Smorts
Smorts

Reputation: 95

Apply numpy 'where' along one of axes

I have an array like that:

array = np.array([
        [True, False],
        [True, False],
        [True, False],
        [True, True],
        ])

I would like to find the last occurance of True for each row of the array.

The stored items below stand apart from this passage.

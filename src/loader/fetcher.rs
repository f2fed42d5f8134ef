use std::cmp::Ordering;
use std::collections::BinaryHeap;
use std::sync::atomic::{AtomicU64, Ordering as AtomicOrdering};
use std::sync::{Arc, Condvar, Mutex};

use tracing::{debug, warn};

use crate::error::{PagerError, Result};

use super::lock;
use super::request::{FetchInfo, FetchRequest};

/// Executes fetch requests.
///
/// Implementations apply `to_cancel` before `to_start`, run starts without
/// blocking the caller, and resolve every started, non-canceled request
/// exactly once via [`FetchRequest::complete`] or [`FetchRequest::fail`].
pub trait TileFetcher: Send + Sync {
    fn submit(&self, to_start: Vec<Arc<FetchRequest>>, to_cancel: Vec<Arc<FetchRequest>>);
}

/// Byte-level I/O behind a fetcher.
pub trait FetchSource: Send + Sync {
    fn fetch(&self, source_id: &str, info: &FetchInfo) -> Result<Vec<u8>>;
}

/// Reads `FetchInfo::File` paths from disk.
#[derive(Debug, Clone, Copy, Default)]
pub struct FileSource;

impl FetchSource for FileSource {
    fn fetch(&self, _source_id: &str, info: &FetchInfo) -> Result<Vec<u8>> {
        match info {
            FetchInfo::File(path) => Ok(std::fs::read(path)?),
            FetchInfo::Url(url) => Err(PagerError::Fetch(format!("no network access for {url}"))),
        }
    }
}

/// Queue entry: higher priority first, then higher importance, then FIFO.
struct Queued {
    request: Arc<FetchRequest>,
    seq: u64,
}

impl PartialEq for Queued {
    fn eq(&self, other: &Self) -> bool {
        self.cmp(other) == Ordering::Equal
    }
}

impl Eq for Queued {}

impl PartialOrd for Queued {
    fn partial_cmp(&self, other: &Self) -> Option<Ordering> {
        Some(self.cmp(other))
    }
}

impl Ord for Queued {
    fn cmp(&self, other: &Self) -> Ordering {
        self.request
            .priority()
            .cmp(&other.request.priority())
            .then_with(|| self.request.importance().total_cmp(&other.request.importance()))
            .then_with(|| other.seq.cmp(&self.seq))
    }
}

/// Outstanding task counter with a wake-up for [`PoolFetcher::wait_idle`].
#[derive(Default)]
struct Pending {
    count: Mutex<usize>,
    idle: Condvar,
}

impl Pending {
    fn add(&self) {
        *lock(&self.count) += 1;
    }

    fn done(&self) {
        let mut count = lock(&self.count);
        *count = count.saturating_sub(1);
        if *count == 0 {
            self.idle.notify_all();
        }
    }
}

/// Priority-ordered fetch executor on a dedicated rayon pool.
///
/// Every submitted start schedules one pool task; each task pops whatever is
/// most urgent at that moment, so late high-priority requests overtake
/// queued low-priority ones.
pub struct PoolFetcher {
    pool: rayon::ThreadPool,
    source: Arc<dyn FetchSource>,
    queue: Arc<Mutex<BinaryHeap<Queued>>>,
    pending: Arc<Pending>,
    seq: AtomicU64,
}

impl PoolFetcher {
    /// `threads = None` uses one worker per core.
    pub fn new(source: Arc<dyn FetchSource>, threads: Option<usize>) -> Result<Self> {
        let mut builder =
            rayon::ThreadPoolBuilder::new().thread_name(|i| format!("quad-pager-fetch-{i}"));
        if let Some(n) = threads {
            builder = builder.num_threads(n);
        }
        let pool = builder
            .build()
            .map_err(|e| PagerError::Config(format!("failed to build fetch pool: {e}")))?;

        Ok(Self {
            pool,
            source,
            queue: Arc::new(Mutex::new(BinaryHeap::new())),
            pending: Arc::new(Pending::default()),
            seq: AtomicU64::new(0),
        })
    }

    /// Requests waiting for a worker.
    pub fn queued(&self) -> usize {
        lock(&self.queue).len()
    }

    /// Block until every scheduled task has finished.
    pub fn wait_idle(&self) {
        let mut count = lock(&self.pending.count);
        while *count > 0 {
            count = self
                .pending
                .idle
                .wait(count)
                .unwrap_or_else(|e| e.into_inner());
        }
    }

    fn run_next(queue: &Mutex<BinaryHeap<Queued>>, source: &dyn FetchSource) {
        let Some(Queued { request, .. }) = lock(queue).pop() else {
            return;
        };
        if request.is_canceled() {
            return;
        }
        match source.fetch(request.source_id(), request.fetch_info()) {
            Ok(data) => {
                request.complete(data);
            }
            Err(e) => {
                debug!(key = %request.key(), error = %e, "Fetch failed");
                request.fail(e.to_string());
            }
        }
    }
}

impl TileFetcher for PoolFetcher {
    fn submit(&self, to_start: Vec<Arc<FetchRequest>>, to_cancel: Vec<Arc<FetchRequest>>) {
        if !to_cancel.is_empty() {
            for request in &to_cancel {
                request.cancel();
            }
            lock(&self.queue).retain(|q| !q.request.is_canceled());
        }

        for request in to_start {
            if request.is_canceled() {
                warn!(key = %request.key(), "Skipping start of a canceled request");
                continue;
            }
            let seq = self.seq.fetch_add(1, AtomicOrdering::Relaxed);
            lock(&self.queue).push(Queued { request, seq });
            self.pending.add();

            let queue = Arc::clone(&self.queue);
            let source = Arc::clone(&self.source);
            let pending = Arc::clone(&self.pending);
            self.pool.spawn(move || {
                Self::run_next(&queue, source.as_ref());
                pending.done();
            });
        }
    }
}
use crate::model::{Project, ProjectId};
use rand::rngs::ThreadRng;
use std::fmt;
use tracing::{debug, trace};

/// Callback receiving an owned copy of every project after each mutation.
pub type Listener = Box<dyn FnMut(Vec<Project>)>;

/// Handle returned by [`ProjectState::subscribe`], used to unsubscribe.
#[derive(Clone, Copy, Debug, Eq, Hash, PartialEq)]
pub struct Subscription(u64);

/// In-memory store of projects. The list only grows, and listeners are
/// called synchronously, in registration order, after each addition.
pub struct ProjectState {
    projects: Vec<Project>,
    listeners: Vec<(Subscription, Listener)>,
    next_subscription: u64,
    rng: ThreadRng,
}

impl Default for ProjectState {
    fn default() -> Self {
        Self::new()
    }
}

impl fmt::Debug for ProjectState {
    fn fmt(&self, f: &mut fmt::Formatter<'_>) -> fmt::Result {
        f.debug_struct("ProjectState")
            .field("projects", &self.projects)
            .field("listeners", &self.listeners.len())
            .finish()
    }
}

impl ProjectState {
    pub fn new() -> Self {
        Self {
            projects: Vec::new(),
            listeners: Vec::new(),
            next_subscription: 0,
            rng: rand::rng(),
        }
    }

    /// Register a listener for future mutations. Past mutations are not
    /// replayed.
    pub fn subscribe<F>(&mut self, listener: F) -> Subscription
    where
        F: FnMut(Vec<Project>) + 'static,
    {
        let subscription = Subscription(self.next_subscription);
        self.next_subscription += 1;
        self.listeners.push((subscription, Box::new(listener)));
        trace!(?subscription, listeners = %self.listeners.len(), "listener registered");
        subscription
    }

    /// Remove a listener. Returns `false` if it was not registered.
    #[allow(dead_code)]
    pub fn unsubscribe(&mut self, subscription: Subscription) -> bool {
        let before = self.listeners.len();
        self.listeners.retain(|(s, _)| *s != subscription);
        before != self.listeners.len()
    }

    pub fn add_project(&mut self, title: &str, description: &str, people: u32) -> ProjectId {
        let id = self.fresh_id();
        let project = Project::new(id.clone(), title.to_owned(), description.to_owned(), people);
        debug!(project = %project, people, "adding project");
        self.projects.push(project);
        self.notify();
        id
    }

    /// Owned copy of all projects, in insertion order.
    #[allow(dead_code)]
    pub fn projects(&self) -> Vec<Project> {
        self.projects.clone()
    }

    #[allow(dead_code)]
    pub fn len(&self) -> usize {
        self.projects.len()
    }

    #[allow(dead_code)]
    pub fn is_empty(&self) -> bool {
        self.projects.is_empty()
    }

    #[allow(dead_code)]
    pub fn listeners_count(&self) -> usize {
        self.listeners.len()
    }

    fn fresh_id(&mut self) -> ProjectId {
        loop {
            let id = ProjectId::random(&mut self.rng);
            if self.projects.iter().all(|p| p.id != id) {
                return id;
            }
            debug!(%id, "identifier collision, drawing again");
        }
    }

    fn notify(&mut self) {
        trace!(listeners = %self.listeners.len(), "notifying listeners");
        for (_, listener) in &mut self.listeners {
            listener(self.projects.clone());
        }
    }
}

If it was 1d array I would do it in this way:

np.where(array)[0][-1]

How do I do something similar in 2D? Kind of like:

np.where(array, axis = 1)[0][:,-1]

but there is no axis argument in np.where.

Upvotes: 3

Views: 2827

Answers (2)

Matt Hall
Matt Hall

Reputation: 8152

I found an older answer but didn't like that it returns 0 for both a True in the first position, and for a row of False.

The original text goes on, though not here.